Going to dive right in here… I heard a super interesting episode of Armchair Expert with Michael Tubbs, the young, black mayor of Stockton, CA. He grew up as an underprivileged youth in Stockton – His mom had him at 16, and his father was incarcerated throughout his childhood.  He overcame enormous inequity to achieve admission to Stanford University and became the first black mayor of Stockton at 26 years old (26!!).  He’s 30 now,  recently had his first child, and he says it would be “terrible” for his son to have a leg up at admissions at Stanford just because both his parents went there.   That his son shouldn’t get a leg up over a future, younger version of himself…. Think about this.  I’m generalizing here, but it’s the exact opposite sentiment of the hegemonic group (i.e. white in America, ruling tribe in Cameroon, highest caste in India) in which I place myself (I’m not placing judgement on this sentiment by the way…labels are for jars).  The hegemonic individual would say [in general], “Of course my offspring deserves preferential treatment because of who I am / what I’ve done.  I worked my ass off to achieve x, y, z and that should mean something”  Here, Michael is saying, no – I was that person competing with the hegemonic offspring, and I don’t think my son should benefit from the merit of his parents.

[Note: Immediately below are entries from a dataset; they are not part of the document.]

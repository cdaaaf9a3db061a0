//! Project list loading for the dashboard.
//!
//! A load is a one-shot task: [`LoadTask::spawn`] starts it, [`LoadTask::wait`]
//! collects the outcome, and dropping the handle aborts the fetch so nothing
//! lands after the requesting view is gone.

use mc_core::config::{Config, SourceConfig};
use mc_core::types::Project;
use mc_core::McError;
use std::path::{Path, PathBuf};
use std::time::Duration;
use thiserror::Error;
use tokio::task::{AbortHandle, JoinHandle};

#[derive(Debug, Error)]
pub enum SourceError {
    #[error(transparent)]
    Core(#[from] McError),

    #[error("request to {url} failed: {source}")]
    Http {
        url: String,
        #[source]
        source: reqwest::Error,
    },

    #[error("{url} answered HTTP {status}")]
    Status { url: String, status: u16 },

    #[error("project load timed out after {0}s")]
    Timeout(u64),

    #[error("project load was cancelled")]
    Cancelled,
}

#[derive(Debug, Clone, PartialEq, Eq)]
pub enum ProjectSource {
    File(PathBuf),
    Http(String),
}

impl ProjectSource {
    pub fn from_config(config: &Config, root: &Path) -> Self {
        match &config.dashboard.source {
            SourceConfig::Http { url } => ProjectSource::Http(url.clone()),
            SourceConfig::File { .. } => ProjectSource::File(
                config
                    .source_path(root)
                    .unwrap_or_else(|| mc_core::paths::projects_path(root)),
            ),
        }
    }

    pub fn describe(&self) -> String {
        match self {
            ProjectSource::File(path) => path.display().to_string(),
            ProjectSource::Http(url) => url.clone(),
        }
    }

    pub async fn fetch(&self, client: &reqwest::Client) -> Result<Vec<Project>, SourceError> {
        tracing::debug!(source = %self.describe(), "fetching project list");
        match self {
            ProjectSource::File(path) => {
                let path = path.clone();
                let projects = tokio::task::spawn_blocking(move || {
                    mc_core::project::load_projects(&path)
                })
                .await
                .map_err(|_| SourceError::Cancelled)??;
                Ok(projects)
            }
            ProjectSource::Http(url) => {
                let http_err = |source: reqwest::Error| SourceError::Http {
                    url: url.clone(),
                    source,
                };
                let resp = client.get(url).send().await.map_err(http_err)?;
                let status = resp.status();
                if !status.is_success() {
                    return Err(SourceError::Status {
                        url: url.clone(),
                        status: status.as_u16(),
                    });
                }
                let body = resp.text().await.map_err(http_err)?;
                Ok(mc_core::project::parse_projects(&body)?)
            }
        }
    }
}

/// Handle to an in-flight project load. Dropping it aborts the load.
pub struct LoadTask {
    handle: JoinHandle<Result<Vec<Project>, SourceError>>,
}

impl LoadTask {
    pub fn spawn(source: ProjectSource, client: reqwest::Client, timeout: Duration) -> Self {
        let handle = tokio::spawn(async move {
            match tokio::time::timeout(timeout, source.fetch(&client)).await {
                Ok(result) => result,
                Err(_) => Err(SourceError::Timeout(timeout.as_secs())),
            }
        });
        Self { handle }
    }

    /// Observes the spawned load without keeping it alive.
    pub fn abort_handle(&self) -> AbortHandle {
        self.handle.abort_handle()
    }

    pub async fn wait(mut self) -> Result<Vec<Project>, SourceError> {
        (&mut self.handle)
            .await
            .unwrap_or(Err(SourceError::Cancelled))
    }
}

impl Drop for LoadTask {
    fn drop(&mut self) {
        self.handle.abort();
    }
}

#[cfg(test)]
mod tests {
    use super::*;
    use tempfile::TempDir;

    #[tokio::test]
    async fn file_source_reads_projects() {
        let dir = TempDir::new().unwrap();
        let path = dir.path().join("projects.json");
        std::fs::write(&path, r#"[{"id":"a","name":"A","stage":"qa"}]"#).unwrap();
        let projects = ProjectSource::File(path)
            .fetch(&reqwest::Client::new())
            .await
            .unwrap();
        assert_eq!(projects[0].id, "a");
    }

    #[tokio::test]
    async fn missing_file_is_an_error() {
        let dir = TempDir::new().unwrap();
        let err = ProjectSource::File(dir.path().join("nope.json"))
            .fetch(&reqwest::Client::new())
            .await
            .unwrap_err();
        assert!(matches!(err, SourceError::Core(McError::ProjectFileMissing(_))));
    }

    #[tokio::test]
    async fn http_source_parses_body() {
        let mut server = mockito::Server::new_async().await;
        server
            .mock("GET", "/projects.json")
            .with_status(200)
            .with_body(r#"[{"id":"remote","name":"Remote","stage":"brand"}]"#)
            .create_async()
            .await;
        let source = ProjectSource::Http(format!("{}/projects.json", server.url()));
        let projects = source.fetch(&reqwest::Client::new()).await.unwrap();
        assert_eq!(projects[0].name, "Remote");
    }

    #[tokio::test]
    async fn http_error_status_is_reported() {
        let mut server = mockito::Server::new_async().await;
        server
            .mock("GET", "/projects.json")
            .with_status(503)
            .create_async()
            .await;
        let source = ProjectSource::Http(format!("{}/projects.json", server.url()));
        let err = source.fetch(&reqwest::Client::new()).await.unwrap_err();
        assert!(matches!(err, SourceError::Status { status: 503, .. }));
    }

    #[tokio::test]
    async fn malformed_json_is_an_error() {
        let mut server = mockito::Server::new_async().await;
        server
            .mock("GET", "/projects.json")
            .with_status(200)
            .with_body("{oops")
            .create_async()
            .await;
        let source = ProjectSource::Http(format!("{}/projects.json", server.url()));
        let err = source.fetch(&reqwest::Client::new()).await.unwrap_err();
        assert!(matches!(err, SourceError::Core(McError::Json(_))));
    }

    #[tokio::test]
    async fn load_task_returns_outcome() {
        let dir = TempDir::new().unwrap();
        let path = dir.path().join("projects.json");
        std::fs::write(&path, "[]").unwrap();
        let task = LoadTask::spawn(
            ProjectSource::File(path),
            reqwest::Client::new(),
            Duration::from_secs(5),
        );
        assert!(task.wait().await.unwrap().is_empty());
    }

    /// Accepts connections and never answers them.
    async fn silent_server() -> String {
        let listener = tokio::net::TcpListener::bind("127.0.0.1:0").await.unwrap();
        let addr = listener.local_addr().unwrap();
        tokio::spawn(async move {
            let mut held = Vec::new();
            while let Ok((socket, _)) = listener.accept().await {
                held.push(socket);
            }
        });
        format!("http://{addr}/projects.json")
    }

    #[tokio::test]
    async fn stalled_source_times_out() {
        let task = LoadTask::spawn(
            ProjectSource::Http(silent_server().await),
            reqwest::Client::new(),
            Duration::from_secs(1),
        );
        let err = task.wait().await.unwrap_err();
        assert!(matches!(err, SourceError::Timeout(1)));
        assert_eq!(err.to_string(), "project load timed out after 1s");
    }

    #[tokio::test]
    async fn dropping_task_aborts_load() {
        let task = LoadTask::spawn(
            ProjectSource::Http(silent_server().await),
            reqwest::Client::new(),
            Duration::from_secs(60),
        );
        let handle = task.abort_handle();
        tokio::task::yield_now().await;
        assert!(!handle.is_finished());
        drop(task);
        tokio::time::timeout(Duration::from_secs(5), async {
            while !handle.is_finished() {
                tokio::task::yield_now().await;
            }
        })
        .await
        .expect("load should stop once its handle is dropped");
    }

    #[test]
    fn from_config_resolves_relative_file() {
        let cfg = Config::default();
        let source = ProjectSource::from_config(&cfg, Path::new("/srv/ops"));
        assert_eq!(
            source,
            ProjectSource::File(PathBuf::from("/srv/ops/mission-control/projects.json"))
        );
    }
}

Powerful. BONUS: He made a comment in passing that I found so beautiful and has stuck with me:  how do we ‘put purpose to our privilege’?  Check out the episode HERE! 

Also…

This week, the Code Switch Podcast explored race and friendship: Keep Your Friends Closer   –  A statistic from this research that was truly shocking: In the United States, 75% of white people have 0 (ZERO!) friends of color.  So while the US is more diverse then it’s ever been, our (white American) social networks are almost entirely homogenous.  There are many sociality systems that are designed to product this outcome (HELLO – remember Dan Heath and Upstream!!!) i.e. segregated housing markets, segregated schools.  The research outlines that not only are cross-racial friendships difficult to establish, they are also difficult to maintain.  The maintenance part of this really rang true for me – I had a very close black friend while working for FDA in Minneapolis, and we both ended up moving to Washington, DC.  When I moved back to Minneapolis, we fell out of touch, and now, I can’t help but question if our drifting apart has anything to do with race. So my action… reach out to her and attempt to rekindle the friendship.   

Are we better today than we were last week?  What purpose are we putting to our privilege?